Take every line of the material below that includes the string "failed" and copy it out.

* * *

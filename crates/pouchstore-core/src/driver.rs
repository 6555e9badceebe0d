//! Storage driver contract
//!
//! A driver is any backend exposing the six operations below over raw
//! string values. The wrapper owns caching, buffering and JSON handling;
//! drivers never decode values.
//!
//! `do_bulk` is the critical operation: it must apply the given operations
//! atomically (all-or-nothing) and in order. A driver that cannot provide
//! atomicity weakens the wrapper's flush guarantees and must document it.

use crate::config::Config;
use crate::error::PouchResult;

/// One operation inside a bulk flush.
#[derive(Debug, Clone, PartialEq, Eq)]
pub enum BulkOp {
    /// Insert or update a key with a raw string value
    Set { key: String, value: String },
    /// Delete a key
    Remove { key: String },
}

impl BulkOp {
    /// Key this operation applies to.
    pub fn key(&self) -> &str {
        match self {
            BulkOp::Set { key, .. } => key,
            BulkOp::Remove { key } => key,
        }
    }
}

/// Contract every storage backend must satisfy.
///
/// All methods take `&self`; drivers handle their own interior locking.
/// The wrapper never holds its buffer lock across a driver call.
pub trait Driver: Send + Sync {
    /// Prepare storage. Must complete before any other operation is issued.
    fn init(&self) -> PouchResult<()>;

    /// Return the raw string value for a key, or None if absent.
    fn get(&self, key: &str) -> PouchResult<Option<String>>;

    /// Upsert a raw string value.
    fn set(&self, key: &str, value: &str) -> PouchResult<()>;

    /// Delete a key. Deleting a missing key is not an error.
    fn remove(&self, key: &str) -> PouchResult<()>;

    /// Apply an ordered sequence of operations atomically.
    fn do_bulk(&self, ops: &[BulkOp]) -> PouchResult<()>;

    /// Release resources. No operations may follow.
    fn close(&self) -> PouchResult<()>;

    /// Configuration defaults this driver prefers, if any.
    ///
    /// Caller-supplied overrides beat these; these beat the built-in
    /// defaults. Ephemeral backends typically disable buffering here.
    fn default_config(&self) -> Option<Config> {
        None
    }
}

* * *

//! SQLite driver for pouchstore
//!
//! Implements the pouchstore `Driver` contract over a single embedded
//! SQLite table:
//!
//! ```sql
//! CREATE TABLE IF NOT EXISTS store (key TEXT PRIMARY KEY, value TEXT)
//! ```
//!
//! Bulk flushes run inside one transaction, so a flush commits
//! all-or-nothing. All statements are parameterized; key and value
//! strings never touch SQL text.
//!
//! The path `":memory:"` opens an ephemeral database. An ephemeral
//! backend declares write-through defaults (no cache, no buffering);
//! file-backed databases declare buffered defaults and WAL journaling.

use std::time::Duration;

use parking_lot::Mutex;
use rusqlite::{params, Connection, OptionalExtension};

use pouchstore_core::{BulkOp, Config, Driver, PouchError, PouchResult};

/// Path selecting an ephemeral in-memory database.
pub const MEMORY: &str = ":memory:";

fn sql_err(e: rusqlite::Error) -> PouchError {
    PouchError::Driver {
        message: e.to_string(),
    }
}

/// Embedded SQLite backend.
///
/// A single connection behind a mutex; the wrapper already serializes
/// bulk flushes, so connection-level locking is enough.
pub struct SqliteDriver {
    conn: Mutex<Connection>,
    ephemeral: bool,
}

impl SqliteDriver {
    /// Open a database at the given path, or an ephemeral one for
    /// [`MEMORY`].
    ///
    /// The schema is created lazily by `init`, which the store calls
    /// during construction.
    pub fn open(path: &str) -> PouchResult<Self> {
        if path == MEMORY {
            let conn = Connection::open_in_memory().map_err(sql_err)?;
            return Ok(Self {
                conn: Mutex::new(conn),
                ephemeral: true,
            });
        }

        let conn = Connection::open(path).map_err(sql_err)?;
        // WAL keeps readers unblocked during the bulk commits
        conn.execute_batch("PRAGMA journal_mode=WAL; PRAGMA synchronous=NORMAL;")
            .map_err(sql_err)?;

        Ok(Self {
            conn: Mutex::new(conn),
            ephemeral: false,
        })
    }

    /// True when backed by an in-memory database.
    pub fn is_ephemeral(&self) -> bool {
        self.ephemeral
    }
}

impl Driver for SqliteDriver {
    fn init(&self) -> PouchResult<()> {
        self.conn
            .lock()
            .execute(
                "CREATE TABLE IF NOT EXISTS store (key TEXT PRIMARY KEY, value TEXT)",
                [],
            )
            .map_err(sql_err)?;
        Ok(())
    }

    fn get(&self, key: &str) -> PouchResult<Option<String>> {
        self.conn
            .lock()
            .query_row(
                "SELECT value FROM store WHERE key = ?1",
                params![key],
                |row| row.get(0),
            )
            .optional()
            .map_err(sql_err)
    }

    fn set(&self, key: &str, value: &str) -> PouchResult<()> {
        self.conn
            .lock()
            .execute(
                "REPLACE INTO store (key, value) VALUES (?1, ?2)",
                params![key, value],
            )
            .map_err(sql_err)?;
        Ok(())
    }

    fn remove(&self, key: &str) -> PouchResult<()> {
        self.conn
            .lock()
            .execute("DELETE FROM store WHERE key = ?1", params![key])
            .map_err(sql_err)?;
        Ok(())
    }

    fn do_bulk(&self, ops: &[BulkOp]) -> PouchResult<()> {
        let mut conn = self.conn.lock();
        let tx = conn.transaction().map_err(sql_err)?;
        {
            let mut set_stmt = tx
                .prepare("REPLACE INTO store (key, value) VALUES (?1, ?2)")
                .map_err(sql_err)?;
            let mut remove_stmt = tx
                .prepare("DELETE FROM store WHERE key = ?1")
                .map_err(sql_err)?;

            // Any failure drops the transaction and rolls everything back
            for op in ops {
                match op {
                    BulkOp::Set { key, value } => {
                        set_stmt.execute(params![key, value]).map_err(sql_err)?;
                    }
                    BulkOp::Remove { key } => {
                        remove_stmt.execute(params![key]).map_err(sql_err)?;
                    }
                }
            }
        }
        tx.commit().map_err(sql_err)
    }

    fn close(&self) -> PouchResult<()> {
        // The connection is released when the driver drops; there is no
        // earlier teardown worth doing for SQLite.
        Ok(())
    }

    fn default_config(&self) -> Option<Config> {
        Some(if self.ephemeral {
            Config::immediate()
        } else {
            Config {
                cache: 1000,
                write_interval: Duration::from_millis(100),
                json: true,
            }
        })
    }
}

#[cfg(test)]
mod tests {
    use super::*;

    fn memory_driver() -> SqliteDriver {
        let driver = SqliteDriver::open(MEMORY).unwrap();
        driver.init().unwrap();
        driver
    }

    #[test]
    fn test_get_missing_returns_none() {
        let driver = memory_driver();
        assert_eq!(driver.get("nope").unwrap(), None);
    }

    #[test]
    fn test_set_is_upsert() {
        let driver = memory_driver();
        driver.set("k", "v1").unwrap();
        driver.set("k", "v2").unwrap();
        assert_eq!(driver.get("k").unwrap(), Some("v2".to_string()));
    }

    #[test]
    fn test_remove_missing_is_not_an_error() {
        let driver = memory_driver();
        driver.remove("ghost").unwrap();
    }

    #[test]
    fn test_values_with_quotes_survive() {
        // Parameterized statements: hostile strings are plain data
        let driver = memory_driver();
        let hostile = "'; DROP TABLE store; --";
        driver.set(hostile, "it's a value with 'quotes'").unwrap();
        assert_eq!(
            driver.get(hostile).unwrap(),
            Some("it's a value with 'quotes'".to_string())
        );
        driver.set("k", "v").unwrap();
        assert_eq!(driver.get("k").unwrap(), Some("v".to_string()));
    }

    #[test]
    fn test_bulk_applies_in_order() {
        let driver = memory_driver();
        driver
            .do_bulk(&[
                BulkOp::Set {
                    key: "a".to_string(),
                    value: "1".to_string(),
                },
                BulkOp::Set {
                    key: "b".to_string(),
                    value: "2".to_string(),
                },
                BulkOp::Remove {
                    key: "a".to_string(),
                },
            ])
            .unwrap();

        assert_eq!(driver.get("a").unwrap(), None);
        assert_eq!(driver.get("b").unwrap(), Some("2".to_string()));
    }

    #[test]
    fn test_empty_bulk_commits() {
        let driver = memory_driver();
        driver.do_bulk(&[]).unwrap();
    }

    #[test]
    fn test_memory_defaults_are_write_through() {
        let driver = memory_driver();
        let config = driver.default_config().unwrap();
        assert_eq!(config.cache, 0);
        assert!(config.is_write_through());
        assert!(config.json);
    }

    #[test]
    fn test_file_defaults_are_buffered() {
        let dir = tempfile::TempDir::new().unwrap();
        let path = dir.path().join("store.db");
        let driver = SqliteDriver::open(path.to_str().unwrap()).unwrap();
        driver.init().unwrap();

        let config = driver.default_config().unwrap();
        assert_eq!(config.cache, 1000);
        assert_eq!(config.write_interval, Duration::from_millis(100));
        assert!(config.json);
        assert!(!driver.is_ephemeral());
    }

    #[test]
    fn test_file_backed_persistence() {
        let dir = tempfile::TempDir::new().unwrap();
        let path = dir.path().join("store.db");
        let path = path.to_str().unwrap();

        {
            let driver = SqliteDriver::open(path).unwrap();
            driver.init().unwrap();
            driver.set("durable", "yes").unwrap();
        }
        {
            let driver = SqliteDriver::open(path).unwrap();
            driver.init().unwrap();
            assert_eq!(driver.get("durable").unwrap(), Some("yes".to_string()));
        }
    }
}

* * *

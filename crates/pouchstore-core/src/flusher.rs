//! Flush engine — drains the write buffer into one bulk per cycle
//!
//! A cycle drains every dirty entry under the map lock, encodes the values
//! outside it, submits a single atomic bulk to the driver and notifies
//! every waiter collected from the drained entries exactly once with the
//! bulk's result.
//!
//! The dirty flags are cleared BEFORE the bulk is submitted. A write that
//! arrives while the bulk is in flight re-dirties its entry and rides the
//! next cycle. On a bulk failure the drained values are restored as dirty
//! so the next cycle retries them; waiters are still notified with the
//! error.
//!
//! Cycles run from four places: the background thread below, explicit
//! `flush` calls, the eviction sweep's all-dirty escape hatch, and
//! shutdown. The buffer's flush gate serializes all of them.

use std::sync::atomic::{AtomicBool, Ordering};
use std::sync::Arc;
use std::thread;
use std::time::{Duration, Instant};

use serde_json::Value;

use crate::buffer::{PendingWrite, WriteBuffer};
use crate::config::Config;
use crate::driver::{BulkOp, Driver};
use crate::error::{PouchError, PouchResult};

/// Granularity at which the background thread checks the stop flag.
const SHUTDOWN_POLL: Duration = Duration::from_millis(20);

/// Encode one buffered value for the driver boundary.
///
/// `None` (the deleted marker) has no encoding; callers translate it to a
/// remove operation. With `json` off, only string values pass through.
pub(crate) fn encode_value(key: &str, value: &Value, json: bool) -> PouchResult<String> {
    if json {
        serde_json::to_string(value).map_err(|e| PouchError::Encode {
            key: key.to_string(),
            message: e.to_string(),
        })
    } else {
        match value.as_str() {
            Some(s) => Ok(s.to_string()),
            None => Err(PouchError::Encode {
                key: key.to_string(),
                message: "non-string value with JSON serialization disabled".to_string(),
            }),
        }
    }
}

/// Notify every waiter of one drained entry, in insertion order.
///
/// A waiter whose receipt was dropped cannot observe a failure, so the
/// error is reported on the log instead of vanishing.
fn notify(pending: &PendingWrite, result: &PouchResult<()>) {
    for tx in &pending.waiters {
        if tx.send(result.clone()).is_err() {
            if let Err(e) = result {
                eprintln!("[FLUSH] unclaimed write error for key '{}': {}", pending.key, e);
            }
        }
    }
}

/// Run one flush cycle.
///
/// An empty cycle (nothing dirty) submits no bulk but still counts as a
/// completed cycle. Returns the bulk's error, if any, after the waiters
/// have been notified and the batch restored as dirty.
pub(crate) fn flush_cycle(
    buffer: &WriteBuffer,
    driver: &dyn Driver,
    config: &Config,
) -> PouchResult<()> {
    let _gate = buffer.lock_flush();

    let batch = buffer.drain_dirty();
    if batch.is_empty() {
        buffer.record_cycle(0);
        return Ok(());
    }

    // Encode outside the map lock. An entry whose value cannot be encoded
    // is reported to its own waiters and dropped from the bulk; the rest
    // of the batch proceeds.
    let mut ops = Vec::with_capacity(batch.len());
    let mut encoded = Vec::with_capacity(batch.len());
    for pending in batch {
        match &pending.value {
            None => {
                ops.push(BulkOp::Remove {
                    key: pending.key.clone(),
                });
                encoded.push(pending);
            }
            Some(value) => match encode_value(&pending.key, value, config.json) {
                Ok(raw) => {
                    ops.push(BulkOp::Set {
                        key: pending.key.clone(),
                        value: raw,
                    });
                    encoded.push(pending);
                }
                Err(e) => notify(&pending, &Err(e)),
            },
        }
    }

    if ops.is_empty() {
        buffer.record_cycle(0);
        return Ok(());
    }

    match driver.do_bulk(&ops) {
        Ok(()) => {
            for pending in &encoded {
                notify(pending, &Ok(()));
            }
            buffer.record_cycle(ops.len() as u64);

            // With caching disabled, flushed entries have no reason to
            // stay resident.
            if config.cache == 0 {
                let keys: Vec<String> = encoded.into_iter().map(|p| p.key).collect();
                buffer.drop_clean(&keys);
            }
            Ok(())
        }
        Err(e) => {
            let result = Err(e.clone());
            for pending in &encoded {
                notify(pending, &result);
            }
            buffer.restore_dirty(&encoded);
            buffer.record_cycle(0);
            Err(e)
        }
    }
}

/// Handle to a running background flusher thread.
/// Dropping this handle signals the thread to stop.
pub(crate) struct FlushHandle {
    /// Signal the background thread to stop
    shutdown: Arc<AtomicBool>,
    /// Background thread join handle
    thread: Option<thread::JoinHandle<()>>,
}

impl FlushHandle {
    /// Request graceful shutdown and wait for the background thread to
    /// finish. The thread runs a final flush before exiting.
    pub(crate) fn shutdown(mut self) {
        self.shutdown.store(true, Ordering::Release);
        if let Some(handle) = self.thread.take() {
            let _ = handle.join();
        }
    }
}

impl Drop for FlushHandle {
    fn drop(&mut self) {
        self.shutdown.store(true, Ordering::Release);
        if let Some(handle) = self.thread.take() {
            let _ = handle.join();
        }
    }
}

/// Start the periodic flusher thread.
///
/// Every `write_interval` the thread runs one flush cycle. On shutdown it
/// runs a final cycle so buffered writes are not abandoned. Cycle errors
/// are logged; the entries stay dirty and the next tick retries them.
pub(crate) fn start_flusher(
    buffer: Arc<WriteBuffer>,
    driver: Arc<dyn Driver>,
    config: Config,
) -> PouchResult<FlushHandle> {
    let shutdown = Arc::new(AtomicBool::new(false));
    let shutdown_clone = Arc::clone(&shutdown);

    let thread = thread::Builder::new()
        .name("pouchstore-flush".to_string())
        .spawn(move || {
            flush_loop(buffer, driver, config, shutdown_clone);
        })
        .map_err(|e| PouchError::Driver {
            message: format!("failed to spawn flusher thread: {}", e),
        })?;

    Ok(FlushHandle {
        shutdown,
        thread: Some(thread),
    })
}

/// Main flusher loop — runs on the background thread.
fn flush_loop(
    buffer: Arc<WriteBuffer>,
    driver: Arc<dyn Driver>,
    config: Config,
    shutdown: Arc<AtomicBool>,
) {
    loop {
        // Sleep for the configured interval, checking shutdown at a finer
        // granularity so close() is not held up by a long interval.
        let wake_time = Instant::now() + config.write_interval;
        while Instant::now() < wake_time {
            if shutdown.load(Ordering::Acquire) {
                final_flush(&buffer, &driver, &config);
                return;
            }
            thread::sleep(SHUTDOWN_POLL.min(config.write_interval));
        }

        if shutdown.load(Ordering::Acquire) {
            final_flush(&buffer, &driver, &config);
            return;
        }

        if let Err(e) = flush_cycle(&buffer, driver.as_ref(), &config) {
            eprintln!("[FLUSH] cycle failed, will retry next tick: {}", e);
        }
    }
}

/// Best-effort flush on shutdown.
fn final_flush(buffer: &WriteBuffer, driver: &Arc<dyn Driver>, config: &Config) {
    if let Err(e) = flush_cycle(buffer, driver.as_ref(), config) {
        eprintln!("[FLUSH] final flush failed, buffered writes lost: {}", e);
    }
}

* * *

(Solved problem):
            message: format!("failed to spawn flusher thread: {}", e),
            eprintln!("[FLUSH] cycle failed, will retry next tick: {}", e);
        eprintln!("[FLUSH] final flush failed, buffered writes lost: {}", e);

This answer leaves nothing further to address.